Recibí este objeto enigmático como regalo. Sin embalaje, sin instrucciones, sin la menor pista de para qué servía. Es de color rosa, con una forma… bueno, bastante ambigua.

El material es una espuma firme, pero cede ligeramente al presionarlo con los dedos. Al principio pensé que era una broma. O arte moderno. O algo de una tienda de cosas raras.

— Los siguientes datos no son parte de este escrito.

// Capsule protocol
// Exclusion compiler, classifier, content codec, integrity hasher, artifact
// assembly and the reconstruction engine

pub mod artifact;
pub mod assemble;
pub mod classify;
pub mod codec;
pub mod compare;
pub mod compression;
pub mod digest;
pub mod engine;
pub mod error;
pub mod exclude;
pub mod path_utils;
pub mod scan;
pub mod signal;

// Re-export commonly used types for convenience
pub use artifact::{Artifact, ArtifactHeader, FileRecord};
pub use assemble::{Assembler, PackOptions, PackSummary};
pub use classify::{Classification, Classifier, ClassifierPolicy};
pub use codec::{CodecOptions, EncodedPayload, PayloadEncoding};
pub use compare::DiffReport;
pub use digest::TreeDigest;
pub use engine::{ReconstructionEngine, RunMode, RunOptions, RunReport, RunState};
pub use error::CapsuleError;
pub use exclude::{ExclusionRule, ExclusionRules};
pub use scan::SourceEntry;
// Library module for capsule
// Re-exports modules for use in integration tests and external crates

pub mod config;
pub mod protocol;

pub use config::CapsuleConfig;
pub use protocol::CapsuleError;
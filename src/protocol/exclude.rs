//! Exclusion rule compiler.
//!
//! A rule list is compiled into two predicates from the same ordered rules:
//! one anchored at the absolute source root (used while scanning) and one
//! anchored at `.` (used against paths relative to a target directory). For
//! any file `f` under `root`, `absolute.matches(f)` equals
//! `relative.matches(./relative_key(f))`.

use globset::{GlobBuilder, GlobSet, GlobSetBuilder};
use serde::{Deserialize, Serialize};
use std::path::{Component, Path, PathBuf};

use super::error::CapsuleError;
use super::path_utils;

/// Version-control directory, pruned at the root unless VCS data is included.
pub const VCS_DIR: &str = ".git";

/// Version-control metadata files, excluded by name unless VCS data is included.
pub const VCS_METADATA: &[&str] = &[".gitignore", ".gitattributes", ".gitmodules"];

/// Patterns excluded from every capsule.
pub const DEFAULT_EXCLUDES: &[&str] = &[".DS_Store"];

/// A single exclusion rule, serialized into the artifact header as tagged data.
#[derive(Debug, Clone, PartialEq, Eq, Hash, Serialize, Deserialize)]
#[serde(rename_all = "snake_case")]
pub enum ExclusionRule {
    /// Matches any file or directory with this basename at any depth.
    Name(String),
    /// Matches a path anchored at the root; matching directories are not descended.
    PathPrune(String),
}

impl ExclusionRule {
    /// Classify a raw pattern. Returns `None` for patterns that normalize to nothing.
    ///
    /// The separator test runs on the raw text, so `./build` and `/build` stay
    /// anchored at the root.
    pub fn from_pattern(raw: &str) -> Option<Self> {
        let anchored = raw.trim().contains('/');
        let pattern = path_utils::normalize_key(raw);
        if pattern.is_empty() {
            return None;
        }
        if anchored || pattern == VCS_DIR {
            Some(Self::PathPrune(pattern))
        } else {
            Some(Self::Name(pattern))
        }
    }

    pub fn pattern(&self) -> &str {
        match self {
            Self::Name(p) | Self::PathPrune(p) => p,
        }
    }

    pub fn is_prune(&self) -> bool {
        matches!(self, Self::PathPrune(_))
    }
}

/// Ordered, de-duplicated list of exclusion rules.
#[derive(Debug, Clone, Default, PartialEq, Eq)]
pub struct ExclusionRules {
    rules: Vec<ExclusionRule>,
}

impl ExclusionRules {
    /// Create an empty rule list.
    pub fn new() -> Self {
        Self::default()
    }

    /// Default rules, with VCS data excluded unless `include_vcs` is set.
    pub fn with_defaults(include_vcs: bool) -> Self {
        let mut rules = Self::new();
        if !include_vcs {
            rules.push_pattern(VCS_DIR);
            for name in VCS_METADATA {
                rules.push_pattern(name);
            }
        }
        for pattern in DEFAULT_EXCLUDES {
            rules.push_pattern(pattern);
        }
        rules
    }

    /// Build from already-classified rules (e.g. read back from a header).
    pub fn from_rules(rules: Vec<ExclusionRule>) -> Self {
        let mut out = Self::new();
        for rule in rules {
            out.push(rule);
        }
        out
    }

    /// Classify and append a raw pattern.
    pub fn push_pattern(&mut self, raw: &str) {
        if let Some(rule) = ExclusionRule::from_pattern(raw) {
            self.push(rule);
        }
    }

    /// Append a rule unless an identical one is already present.
    pub fn push(&mut self, rule: ExclusionRule) {
        if !self.rules.contains(&rule) {
            self.rules.push(rule);
        }
    }

    pub fn rules(&self) -> &[ExclusionRule] {
        &self.rules
    }

    pub fn is_empty(&self) -> bool {
        self.rules.is_empty()
    }

    /// Serialize for the artifact header.
    pub fn to_json(&self) -> String {
        serde_json::to_string(&self.rules).unwrap_or_else(|_| "[]".to_string())
    }

    /// Deserialize directly into tagged rules.
    pub fn from_json(text: &str) -> Result<Self, serde_json::Error> {
        let rules: Vec<ExclusionRule> = serde_json::from_str(text)?;
        Ok(Self::from_rules(rules))
    }

    /// Predicate over paths of the form `./a/b`, for target-directory traversal.
    pub fn relative_predicate(&self) -> Result<ExclusionPredicate, CapsuleError> {
        ExclusionPredicate::compile(&self.rules, PathBuf::from("."), ".")
    }

    /// Predicate over absolute paths below `root`, for source scanning.
    pub fn absolute_predicate(&self, root: &Path) -> Result<ExclusionPredicate, CapsuleError> {
        let root_str = root.to_str().ok_or_else(|| {
            CapsuleError::config(format!("source path is not valid UTF-8: {}", root.display()))
        })?;
        let prefix = escape_glob(root_str.trim_end_matches('/'));
        ExclusionPredicate::compile(&self.rules, root.to_path_buf(), &prefix)
    }
}

/// Compiled exclusion predicate bound to one anchor.
#[derive(Debug, Clone)]
pub struct ExclusionPredicate {
    anchor: PathBuf,
    names: GlobSet,
    prunes: GlobSet,
}

impl ExclusionPredicate {
    fn compile(
        rules: &[ExclusionRule],
        anchor: PathBuf,
        glob_prefix: &str,
    ) -> Result<Self, CapsuleError> {
        let mut names = GlobSetBuilder::new();
        let mut prunes = GlobSetBuilder::new();

        for rule in rules {
            match rule {
                ExclusionRule::Name(pattern) => {
                    names.add(build_glob(pattern)?);
                }
                ExclusionRule::PathPrune(pattern) => {
                    let anchored = format!("{}/{}", glob_prefix, pattern);
                    prunes.add(build_glob(&anchored)?);
                }
            }
        }

        let build_err = |e: globset::Error| CapsuleError::config(format!("cannot compile exclusion rules: {}", e));
        Ok(Self {
            anchor,
            names: names.build().map_err(build_err)?,
            prunes: prunes.build().map_err(build_err)?,
        })
    }

    pub fn anchor(&self) -> &Path {
        &self.anchor
    }

    /// Check a single path without looking at its ancestors.
    ///
    /// The walker calls this on every entry before descending, so ancestors
    /// have already been checked.
    pub fn matches_entry(&self, path: &Path) -> bool {
        if let Some(name) = path.file_name() {
            if self.names.is_match(name) {
                return true;
            }
        }
        self.prunes.is_match(path)
    }

    /// Check a path and every ancestor below the anchor.
    pub fn matches(&self, path: &Path) -> bool {
        let rel = match path.strip_prefix(&self.anchor) {
            Ok(rel) => rel,
            Err(_) => return false,
        };
        let mut current = self.anchor.clone();
        for component in rel.components() {
            if let Component::Normal(name) = component {
                current.push(name);
                if self.matches_entry(&current) {
                    return true;
                }
            }
        }
        false
    }

    /// Convenience for relative predicates: check a capsule key like `a/b.txt`.
    pub fn matches_key(&self, key: &str) -> bool {
        self.matches(&path_utils::key_to_path(&self.anchor, key))
    }
}

fn build_glob(pattern: &str) -> Result<globset::Glob, CapsuleError> {
    GlobBuilder::new(pattern)
        .literal_separator(true)
        .backslash_escape(false)
        .build()
        .map_err(|e| CapsuleError::config(format!("invalid exclusion pattern '{}': {}", pattern, e)))
}

/// Escape glob metacharacters so a literal path can prefix a pattern.
pub(crate) fn escape_glob(literal: &str) -> String {
    let mut out = String::with_capacity(literal.len());
    for c in literal.chars() {
        match c {
            '*' | '?' | '[' | ']' | '{' | '}' => {
                out.push('[');
                out.push(c);
                out.push(']');
            }
            _ => out.push(c),
        }
    }
    out
}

Lo giraba en mis manos, tratando de encontrarle sentido, una función, una pista. Las suposiciones iban desde soporte para frutas hasta un reposabrazos futurista. Pero nada encajaba.
Subí una foto a internet con este mensaje:
«Me han regalado esto. ¿Alguien sabe qué es o para qué sirve?»
La respuesta llegó en unas pocas horas. Resultó ser… algo brillantemente simple: ¡un corsé de masaje blando para la espalda! Solo hay que colocarlo en el suelo o en el sofá, acostarse sobre él – y las formas elevadas masajean suavemente la espalda y alivian la tensión.
Ahora es mi accesorio favorito después de un largo día de trabajo. ¿Quién hubiera imaginado que ese objeto tan extraño sería un regalo tan útil?
¿De verdad era tan difícil simplemente explicarlo o al menos no tirar las instrucciones?